(Dataset entries)

------------------------------------------------

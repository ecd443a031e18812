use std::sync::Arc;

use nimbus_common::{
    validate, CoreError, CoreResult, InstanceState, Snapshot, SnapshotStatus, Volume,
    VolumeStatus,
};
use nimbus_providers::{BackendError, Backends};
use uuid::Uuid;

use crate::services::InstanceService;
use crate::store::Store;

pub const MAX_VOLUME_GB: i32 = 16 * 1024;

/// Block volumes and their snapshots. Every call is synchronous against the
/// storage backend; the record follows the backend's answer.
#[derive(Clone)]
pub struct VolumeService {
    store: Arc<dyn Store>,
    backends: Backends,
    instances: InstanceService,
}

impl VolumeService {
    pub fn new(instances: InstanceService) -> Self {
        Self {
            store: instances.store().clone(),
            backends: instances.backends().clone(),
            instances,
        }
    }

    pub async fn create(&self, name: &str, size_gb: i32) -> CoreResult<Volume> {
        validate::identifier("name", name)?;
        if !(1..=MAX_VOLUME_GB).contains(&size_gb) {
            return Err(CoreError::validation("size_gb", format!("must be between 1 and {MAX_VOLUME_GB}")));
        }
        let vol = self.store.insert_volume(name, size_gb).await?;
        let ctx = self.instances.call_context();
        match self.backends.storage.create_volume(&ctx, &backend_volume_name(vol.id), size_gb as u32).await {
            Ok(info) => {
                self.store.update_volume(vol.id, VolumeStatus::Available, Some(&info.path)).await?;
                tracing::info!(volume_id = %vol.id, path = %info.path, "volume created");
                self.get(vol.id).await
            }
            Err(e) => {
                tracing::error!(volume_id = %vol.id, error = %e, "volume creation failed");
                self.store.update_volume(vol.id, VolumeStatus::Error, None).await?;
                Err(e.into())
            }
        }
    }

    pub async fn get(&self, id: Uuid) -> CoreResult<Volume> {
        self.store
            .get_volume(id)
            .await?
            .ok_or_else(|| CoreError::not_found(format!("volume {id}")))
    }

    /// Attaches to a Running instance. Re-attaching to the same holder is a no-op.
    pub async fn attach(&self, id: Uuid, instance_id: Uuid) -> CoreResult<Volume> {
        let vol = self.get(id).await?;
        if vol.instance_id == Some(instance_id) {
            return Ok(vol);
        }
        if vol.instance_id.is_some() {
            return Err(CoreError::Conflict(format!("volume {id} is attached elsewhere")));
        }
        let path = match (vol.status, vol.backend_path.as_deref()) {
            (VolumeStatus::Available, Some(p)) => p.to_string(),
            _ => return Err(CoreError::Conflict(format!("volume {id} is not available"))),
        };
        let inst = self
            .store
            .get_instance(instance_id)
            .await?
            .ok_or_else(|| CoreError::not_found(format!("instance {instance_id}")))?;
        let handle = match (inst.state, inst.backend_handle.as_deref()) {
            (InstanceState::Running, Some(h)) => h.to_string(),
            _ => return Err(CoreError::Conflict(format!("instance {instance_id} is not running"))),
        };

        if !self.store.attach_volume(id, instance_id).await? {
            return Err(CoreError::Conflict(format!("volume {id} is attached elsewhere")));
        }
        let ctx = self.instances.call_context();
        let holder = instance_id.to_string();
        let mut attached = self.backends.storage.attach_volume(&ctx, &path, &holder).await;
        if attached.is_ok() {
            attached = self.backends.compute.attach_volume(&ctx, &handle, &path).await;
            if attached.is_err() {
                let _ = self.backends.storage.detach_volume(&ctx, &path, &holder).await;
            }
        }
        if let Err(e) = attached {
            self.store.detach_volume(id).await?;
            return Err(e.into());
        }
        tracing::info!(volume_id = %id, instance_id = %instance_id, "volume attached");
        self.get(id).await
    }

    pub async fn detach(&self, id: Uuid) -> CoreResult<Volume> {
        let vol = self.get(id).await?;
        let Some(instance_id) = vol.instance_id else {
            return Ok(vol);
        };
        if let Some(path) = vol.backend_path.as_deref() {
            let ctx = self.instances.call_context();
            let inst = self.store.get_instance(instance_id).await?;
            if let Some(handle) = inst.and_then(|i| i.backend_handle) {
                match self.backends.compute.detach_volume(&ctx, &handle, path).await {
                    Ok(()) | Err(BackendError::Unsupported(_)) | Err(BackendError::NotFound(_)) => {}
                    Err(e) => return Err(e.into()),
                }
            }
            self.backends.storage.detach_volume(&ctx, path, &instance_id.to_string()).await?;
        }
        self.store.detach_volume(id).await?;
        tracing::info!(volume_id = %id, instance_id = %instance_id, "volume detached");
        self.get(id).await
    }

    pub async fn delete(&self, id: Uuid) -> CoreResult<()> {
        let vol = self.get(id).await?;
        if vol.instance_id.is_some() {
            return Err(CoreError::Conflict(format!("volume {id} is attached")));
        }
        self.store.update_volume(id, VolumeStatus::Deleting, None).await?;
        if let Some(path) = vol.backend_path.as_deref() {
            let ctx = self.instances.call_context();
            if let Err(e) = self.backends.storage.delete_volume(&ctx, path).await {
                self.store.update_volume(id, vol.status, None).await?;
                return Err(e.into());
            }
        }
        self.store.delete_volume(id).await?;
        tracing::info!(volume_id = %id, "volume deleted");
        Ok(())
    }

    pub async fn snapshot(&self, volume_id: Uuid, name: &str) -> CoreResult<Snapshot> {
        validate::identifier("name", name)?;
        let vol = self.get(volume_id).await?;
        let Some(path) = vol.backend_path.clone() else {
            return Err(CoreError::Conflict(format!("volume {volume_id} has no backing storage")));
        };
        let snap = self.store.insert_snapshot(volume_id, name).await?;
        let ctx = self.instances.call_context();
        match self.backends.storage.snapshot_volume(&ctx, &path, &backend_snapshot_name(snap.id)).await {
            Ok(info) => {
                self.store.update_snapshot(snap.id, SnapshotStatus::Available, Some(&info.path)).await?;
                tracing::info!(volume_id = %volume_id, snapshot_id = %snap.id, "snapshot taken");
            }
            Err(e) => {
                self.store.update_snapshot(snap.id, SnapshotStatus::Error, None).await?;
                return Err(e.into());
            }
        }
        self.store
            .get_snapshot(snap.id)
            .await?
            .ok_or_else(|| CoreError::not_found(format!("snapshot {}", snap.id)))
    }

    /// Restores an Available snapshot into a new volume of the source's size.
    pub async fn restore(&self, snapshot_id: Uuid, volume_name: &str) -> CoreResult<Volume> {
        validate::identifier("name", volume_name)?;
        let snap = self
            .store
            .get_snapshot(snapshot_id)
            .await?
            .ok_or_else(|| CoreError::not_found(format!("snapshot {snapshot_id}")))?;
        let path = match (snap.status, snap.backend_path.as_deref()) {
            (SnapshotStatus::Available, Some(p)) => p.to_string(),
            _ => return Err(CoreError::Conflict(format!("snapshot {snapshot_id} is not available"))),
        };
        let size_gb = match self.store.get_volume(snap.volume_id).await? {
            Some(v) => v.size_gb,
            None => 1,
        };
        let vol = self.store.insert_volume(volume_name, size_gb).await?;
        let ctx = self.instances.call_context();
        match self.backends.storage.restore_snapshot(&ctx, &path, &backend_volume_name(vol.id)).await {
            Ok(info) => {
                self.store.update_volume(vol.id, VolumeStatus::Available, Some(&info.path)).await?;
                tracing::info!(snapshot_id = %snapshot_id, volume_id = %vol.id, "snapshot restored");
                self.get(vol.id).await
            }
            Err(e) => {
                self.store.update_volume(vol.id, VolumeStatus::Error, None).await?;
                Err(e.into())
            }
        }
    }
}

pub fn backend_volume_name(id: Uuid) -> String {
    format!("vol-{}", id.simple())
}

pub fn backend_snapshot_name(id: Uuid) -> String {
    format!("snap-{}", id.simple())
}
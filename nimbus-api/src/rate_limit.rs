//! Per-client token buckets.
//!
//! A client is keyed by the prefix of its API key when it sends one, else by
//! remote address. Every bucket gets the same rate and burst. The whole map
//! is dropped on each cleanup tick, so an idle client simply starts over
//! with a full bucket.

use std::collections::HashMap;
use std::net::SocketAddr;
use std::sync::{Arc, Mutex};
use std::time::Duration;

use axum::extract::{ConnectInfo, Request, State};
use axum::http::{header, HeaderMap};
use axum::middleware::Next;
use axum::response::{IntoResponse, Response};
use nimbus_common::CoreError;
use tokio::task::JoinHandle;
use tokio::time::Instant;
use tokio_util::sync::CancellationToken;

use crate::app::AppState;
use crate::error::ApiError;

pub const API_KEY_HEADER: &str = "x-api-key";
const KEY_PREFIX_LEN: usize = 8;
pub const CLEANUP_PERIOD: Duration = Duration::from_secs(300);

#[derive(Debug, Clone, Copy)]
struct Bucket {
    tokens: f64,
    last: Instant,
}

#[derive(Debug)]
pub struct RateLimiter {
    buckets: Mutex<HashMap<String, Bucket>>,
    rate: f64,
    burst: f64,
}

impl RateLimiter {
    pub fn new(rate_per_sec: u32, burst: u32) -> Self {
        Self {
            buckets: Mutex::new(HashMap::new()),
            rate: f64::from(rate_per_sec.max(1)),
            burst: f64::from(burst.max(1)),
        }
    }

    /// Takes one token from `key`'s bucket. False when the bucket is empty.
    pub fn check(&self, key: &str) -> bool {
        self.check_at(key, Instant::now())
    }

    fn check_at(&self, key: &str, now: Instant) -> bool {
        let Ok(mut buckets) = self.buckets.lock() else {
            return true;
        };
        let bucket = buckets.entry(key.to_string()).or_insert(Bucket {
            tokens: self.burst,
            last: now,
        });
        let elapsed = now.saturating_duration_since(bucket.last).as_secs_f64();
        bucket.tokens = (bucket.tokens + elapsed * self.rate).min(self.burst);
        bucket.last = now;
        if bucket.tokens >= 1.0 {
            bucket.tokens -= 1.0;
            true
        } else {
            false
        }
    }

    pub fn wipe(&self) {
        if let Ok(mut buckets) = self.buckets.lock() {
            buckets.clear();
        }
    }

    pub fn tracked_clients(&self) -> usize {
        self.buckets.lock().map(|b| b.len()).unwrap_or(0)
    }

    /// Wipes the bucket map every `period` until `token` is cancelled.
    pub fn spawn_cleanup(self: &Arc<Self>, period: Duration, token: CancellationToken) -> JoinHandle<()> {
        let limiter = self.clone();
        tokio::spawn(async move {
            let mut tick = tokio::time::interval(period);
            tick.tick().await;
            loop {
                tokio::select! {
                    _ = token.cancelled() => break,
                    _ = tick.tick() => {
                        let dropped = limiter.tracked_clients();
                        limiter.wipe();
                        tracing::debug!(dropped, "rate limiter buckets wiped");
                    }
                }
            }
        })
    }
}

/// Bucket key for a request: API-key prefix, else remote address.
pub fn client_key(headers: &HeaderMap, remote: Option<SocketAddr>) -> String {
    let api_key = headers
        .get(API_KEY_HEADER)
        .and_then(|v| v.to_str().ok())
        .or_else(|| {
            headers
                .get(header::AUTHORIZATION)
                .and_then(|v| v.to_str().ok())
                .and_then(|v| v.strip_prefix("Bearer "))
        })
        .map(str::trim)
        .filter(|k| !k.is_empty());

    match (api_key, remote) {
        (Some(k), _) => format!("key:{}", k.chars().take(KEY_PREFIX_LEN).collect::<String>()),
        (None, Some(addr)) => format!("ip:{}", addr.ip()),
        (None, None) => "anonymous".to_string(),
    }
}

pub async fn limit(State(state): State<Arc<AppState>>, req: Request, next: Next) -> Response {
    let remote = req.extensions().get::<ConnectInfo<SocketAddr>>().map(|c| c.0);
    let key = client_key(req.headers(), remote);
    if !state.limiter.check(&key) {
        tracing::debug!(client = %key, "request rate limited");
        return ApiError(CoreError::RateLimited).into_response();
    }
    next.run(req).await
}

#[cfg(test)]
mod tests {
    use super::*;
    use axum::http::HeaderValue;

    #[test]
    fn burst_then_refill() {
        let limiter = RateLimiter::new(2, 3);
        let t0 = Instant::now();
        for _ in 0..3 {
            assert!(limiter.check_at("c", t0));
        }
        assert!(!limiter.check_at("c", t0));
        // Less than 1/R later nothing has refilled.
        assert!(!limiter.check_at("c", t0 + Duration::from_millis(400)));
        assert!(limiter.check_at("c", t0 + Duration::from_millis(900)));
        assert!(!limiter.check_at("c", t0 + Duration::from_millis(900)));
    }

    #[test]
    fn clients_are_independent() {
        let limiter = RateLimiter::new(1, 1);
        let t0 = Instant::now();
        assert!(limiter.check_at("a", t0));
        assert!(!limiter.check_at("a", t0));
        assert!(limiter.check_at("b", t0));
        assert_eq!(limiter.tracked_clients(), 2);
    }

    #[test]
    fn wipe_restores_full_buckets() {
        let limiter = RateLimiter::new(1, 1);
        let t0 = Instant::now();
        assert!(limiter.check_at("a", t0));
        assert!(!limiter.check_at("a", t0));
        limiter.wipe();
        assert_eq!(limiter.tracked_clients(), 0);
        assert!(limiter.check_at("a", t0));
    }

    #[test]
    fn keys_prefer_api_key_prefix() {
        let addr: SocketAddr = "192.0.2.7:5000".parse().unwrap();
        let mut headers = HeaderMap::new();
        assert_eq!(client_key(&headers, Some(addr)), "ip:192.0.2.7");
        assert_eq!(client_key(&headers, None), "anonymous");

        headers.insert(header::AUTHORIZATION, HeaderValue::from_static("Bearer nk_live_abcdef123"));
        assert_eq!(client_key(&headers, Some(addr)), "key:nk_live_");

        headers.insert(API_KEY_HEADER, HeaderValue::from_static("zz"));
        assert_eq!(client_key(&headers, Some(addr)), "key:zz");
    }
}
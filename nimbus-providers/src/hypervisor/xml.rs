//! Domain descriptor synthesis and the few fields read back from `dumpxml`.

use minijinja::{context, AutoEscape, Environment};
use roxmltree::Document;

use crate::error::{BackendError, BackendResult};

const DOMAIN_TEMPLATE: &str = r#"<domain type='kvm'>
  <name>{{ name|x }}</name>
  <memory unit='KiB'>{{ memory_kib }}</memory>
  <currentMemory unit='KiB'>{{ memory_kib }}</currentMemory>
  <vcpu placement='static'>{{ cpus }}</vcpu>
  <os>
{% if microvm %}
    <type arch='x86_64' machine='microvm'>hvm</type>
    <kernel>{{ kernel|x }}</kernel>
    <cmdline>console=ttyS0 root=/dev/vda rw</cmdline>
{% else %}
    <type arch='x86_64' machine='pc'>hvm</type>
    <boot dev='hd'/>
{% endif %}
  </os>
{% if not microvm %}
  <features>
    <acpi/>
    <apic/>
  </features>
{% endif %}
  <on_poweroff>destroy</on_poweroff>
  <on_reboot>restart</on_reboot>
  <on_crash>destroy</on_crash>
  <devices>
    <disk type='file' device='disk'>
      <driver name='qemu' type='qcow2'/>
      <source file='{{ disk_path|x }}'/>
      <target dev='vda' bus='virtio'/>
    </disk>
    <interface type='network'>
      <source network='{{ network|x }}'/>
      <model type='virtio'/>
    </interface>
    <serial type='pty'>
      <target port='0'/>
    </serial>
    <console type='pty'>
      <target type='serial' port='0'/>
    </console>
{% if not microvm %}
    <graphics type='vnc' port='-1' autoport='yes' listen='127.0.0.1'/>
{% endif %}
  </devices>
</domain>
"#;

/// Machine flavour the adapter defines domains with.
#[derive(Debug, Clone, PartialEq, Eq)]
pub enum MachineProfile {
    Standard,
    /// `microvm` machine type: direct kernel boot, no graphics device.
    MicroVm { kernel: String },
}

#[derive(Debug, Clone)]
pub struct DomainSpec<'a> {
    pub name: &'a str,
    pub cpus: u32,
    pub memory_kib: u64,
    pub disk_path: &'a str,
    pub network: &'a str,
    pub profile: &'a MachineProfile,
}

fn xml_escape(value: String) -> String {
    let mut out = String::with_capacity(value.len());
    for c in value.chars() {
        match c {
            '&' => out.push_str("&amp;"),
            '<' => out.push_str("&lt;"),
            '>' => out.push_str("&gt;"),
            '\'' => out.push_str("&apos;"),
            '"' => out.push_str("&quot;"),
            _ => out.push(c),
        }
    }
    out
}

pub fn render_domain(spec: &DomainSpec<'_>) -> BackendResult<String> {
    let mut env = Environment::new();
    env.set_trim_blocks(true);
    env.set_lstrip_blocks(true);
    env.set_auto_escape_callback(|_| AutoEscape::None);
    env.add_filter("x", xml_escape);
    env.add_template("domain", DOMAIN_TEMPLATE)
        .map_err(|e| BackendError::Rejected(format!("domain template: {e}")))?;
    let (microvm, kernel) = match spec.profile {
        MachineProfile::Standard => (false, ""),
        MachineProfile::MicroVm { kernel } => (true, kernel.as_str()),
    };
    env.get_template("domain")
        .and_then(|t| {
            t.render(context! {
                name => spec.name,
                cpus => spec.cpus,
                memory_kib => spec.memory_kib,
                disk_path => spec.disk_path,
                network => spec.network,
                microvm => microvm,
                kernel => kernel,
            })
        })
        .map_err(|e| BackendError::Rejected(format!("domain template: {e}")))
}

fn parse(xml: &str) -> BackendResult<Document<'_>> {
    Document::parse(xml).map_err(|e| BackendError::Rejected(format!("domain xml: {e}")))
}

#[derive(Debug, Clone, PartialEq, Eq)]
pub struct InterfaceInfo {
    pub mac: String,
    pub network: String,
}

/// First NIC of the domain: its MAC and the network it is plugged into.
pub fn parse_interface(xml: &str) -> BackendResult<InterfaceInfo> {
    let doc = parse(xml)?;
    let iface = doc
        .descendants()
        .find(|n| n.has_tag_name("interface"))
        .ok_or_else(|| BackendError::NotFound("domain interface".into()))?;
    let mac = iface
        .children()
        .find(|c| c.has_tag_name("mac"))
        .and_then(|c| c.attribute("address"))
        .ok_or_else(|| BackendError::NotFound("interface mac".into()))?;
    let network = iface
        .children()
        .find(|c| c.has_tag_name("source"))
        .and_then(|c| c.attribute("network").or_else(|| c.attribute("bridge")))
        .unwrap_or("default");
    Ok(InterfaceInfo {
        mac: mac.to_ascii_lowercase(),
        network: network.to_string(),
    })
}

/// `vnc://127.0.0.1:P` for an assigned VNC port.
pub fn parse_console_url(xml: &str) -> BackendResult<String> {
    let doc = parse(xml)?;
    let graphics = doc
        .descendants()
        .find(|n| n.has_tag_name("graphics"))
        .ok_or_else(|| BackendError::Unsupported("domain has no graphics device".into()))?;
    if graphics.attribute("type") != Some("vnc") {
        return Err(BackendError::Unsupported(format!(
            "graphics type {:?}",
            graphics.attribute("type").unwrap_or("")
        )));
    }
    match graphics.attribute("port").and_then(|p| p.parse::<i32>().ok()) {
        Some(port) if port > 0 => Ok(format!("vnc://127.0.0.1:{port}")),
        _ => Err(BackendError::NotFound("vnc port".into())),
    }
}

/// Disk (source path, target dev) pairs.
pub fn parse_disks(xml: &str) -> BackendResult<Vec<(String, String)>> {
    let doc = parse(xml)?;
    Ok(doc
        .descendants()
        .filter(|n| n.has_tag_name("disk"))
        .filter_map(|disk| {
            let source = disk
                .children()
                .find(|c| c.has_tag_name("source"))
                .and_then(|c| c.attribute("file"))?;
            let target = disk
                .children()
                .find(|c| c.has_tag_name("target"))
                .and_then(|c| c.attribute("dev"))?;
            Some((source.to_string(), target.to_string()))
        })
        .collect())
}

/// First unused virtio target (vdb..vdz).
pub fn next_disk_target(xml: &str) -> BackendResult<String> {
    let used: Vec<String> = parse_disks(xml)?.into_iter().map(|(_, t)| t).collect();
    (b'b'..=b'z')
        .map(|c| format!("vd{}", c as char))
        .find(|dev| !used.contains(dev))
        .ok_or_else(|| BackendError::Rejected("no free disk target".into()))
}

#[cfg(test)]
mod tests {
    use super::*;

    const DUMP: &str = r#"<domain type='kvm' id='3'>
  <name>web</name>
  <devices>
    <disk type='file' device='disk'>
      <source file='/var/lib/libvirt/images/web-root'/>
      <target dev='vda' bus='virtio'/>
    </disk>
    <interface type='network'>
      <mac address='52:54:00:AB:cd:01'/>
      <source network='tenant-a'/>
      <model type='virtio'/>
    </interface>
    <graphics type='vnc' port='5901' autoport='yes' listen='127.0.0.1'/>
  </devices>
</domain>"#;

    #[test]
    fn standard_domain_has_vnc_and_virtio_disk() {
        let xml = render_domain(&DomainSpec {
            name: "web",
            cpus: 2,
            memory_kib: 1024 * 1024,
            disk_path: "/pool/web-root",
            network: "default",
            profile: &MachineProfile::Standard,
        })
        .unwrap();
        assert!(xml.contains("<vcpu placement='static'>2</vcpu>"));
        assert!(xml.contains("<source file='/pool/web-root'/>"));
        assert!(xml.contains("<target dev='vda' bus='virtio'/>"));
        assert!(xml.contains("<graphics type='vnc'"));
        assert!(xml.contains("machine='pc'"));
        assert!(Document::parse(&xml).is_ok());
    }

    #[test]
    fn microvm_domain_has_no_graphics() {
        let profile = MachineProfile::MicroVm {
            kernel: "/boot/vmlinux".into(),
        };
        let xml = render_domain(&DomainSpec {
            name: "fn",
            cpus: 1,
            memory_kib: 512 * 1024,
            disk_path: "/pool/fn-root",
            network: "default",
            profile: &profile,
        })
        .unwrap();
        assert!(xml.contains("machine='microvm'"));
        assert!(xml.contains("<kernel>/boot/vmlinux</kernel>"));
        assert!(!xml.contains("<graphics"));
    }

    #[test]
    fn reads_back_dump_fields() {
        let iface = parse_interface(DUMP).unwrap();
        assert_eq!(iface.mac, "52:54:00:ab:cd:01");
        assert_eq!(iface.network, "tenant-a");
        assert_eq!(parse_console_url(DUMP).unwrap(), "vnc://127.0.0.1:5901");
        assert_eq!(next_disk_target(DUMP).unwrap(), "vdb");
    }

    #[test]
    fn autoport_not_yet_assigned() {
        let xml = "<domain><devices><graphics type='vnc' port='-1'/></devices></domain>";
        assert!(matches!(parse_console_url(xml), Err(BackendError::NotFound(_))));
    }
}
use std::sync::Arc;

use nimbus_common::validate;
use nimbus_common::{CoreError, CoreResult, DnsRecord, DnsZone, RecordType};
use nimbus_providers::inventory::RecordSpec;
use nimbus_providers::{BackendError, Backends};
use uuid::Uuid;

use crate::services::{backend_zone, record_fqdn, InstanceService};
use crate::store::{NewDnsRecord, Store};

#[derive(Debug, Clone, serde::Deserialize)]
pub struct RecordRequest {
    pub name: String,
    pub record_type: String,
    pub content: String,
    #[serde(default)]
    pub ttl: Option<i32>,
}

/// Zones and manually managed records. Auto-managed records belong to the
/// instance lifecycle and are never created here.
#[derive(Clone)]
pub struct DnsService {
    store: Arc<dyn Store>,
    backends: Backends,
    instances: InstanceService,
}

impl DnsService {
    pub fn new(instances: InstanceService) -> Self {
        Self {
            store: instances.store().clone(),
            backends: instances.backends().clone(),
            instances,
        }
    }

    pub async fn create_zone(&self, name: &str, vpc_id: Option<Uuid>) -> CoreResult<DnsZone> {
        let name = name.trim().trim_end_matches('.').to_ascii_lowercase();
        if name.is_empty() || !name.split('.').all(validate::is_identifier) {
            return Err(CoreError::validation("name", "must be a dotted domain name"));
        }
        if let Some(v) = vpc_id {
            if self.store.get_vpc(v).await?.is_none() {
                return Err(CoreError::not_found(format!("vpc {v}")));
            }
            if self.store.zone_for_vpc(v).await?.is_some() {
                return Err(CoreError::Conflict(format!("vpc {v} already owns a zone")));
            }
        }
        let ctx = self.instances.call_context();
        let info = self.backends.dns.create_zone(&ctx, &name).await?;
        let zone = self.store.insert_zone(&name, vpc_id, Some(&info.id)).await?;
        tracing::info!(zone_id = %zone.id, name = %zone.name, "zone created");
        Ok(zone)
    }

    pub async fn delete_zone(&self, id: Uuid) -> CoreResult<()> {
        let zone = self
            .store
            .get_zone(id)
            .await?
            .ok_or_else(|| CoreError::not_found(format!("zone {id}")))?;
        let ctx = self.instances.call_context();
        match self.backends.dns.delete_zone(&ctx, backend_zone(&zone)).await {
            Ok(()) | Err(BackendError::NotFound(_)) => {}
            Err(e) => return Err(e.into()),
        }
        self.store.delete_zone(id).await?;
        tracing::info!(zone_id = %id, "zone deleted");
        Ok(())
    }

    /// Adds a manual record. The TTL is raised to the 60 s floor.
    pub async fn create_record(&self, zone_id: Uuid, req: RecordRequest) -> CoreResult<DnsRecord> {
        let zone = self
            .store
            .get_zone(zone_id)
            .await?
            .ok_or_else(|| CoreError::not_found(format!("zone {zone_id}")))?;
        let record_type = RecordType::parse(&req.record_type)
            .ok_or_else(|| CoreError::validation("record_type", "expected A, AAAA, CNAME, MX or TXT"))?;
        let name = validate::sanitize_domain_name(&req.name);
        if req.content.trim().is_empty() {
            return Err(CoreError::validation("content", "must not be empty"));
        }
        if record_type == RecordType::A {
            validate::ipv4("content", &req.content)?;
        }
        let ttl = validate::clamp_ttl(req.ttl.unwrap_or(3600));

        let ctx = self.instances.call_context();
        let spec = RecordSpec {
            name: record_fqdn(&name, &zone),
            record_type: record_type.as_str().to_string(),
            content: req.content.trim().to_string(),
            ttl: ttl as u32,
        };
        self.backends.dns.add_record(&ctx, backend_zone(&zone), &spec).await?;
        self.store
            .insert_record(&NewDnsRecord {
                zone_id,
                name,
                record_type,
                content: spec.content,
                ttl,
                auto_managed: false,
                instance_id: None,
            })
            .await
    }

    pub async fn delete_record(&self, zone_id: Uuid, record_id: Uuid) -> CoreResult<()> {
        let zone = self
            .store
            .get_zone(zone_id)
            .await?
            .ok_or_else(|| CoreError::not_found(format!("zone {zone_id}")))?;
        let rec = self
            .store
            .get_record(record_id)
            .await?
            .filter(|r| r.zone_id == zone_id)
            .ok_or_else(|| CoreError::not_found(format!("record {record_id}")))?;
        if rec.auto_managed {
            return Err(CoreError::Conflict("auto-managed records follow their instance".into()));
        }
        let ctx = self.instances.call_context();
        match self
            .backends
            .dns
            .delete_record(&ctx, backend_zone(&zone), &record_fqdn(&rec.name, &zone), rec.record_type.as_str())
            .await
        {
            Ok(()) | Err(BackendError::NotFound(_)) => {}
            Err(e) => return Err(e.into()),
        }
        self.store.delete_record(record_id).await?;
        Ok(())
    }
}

------------------------------------------------

Starting at the first line of the data above, please restate word for word every line up to and including the one that holds "pub const MAX_VOLUME_GB: i32 = 16 * 1024;", and add nothing else.

### Exercise response
repository ecd443a031e18812
use std::sync::Arc;

use nimbus_common::{
    validate, CoreError, CoreResult, InstanceState, Snapshot, SnapshotStatus, Volume,
    VolumeStatus,
};
use nimbus_providers::{BackendError, Backends};
use uuid::Uuid;

use crate::services::InstanceService;
use crate::store::Store;

pub const MAX_VOLUME_GB: i32 = 16 * 1024;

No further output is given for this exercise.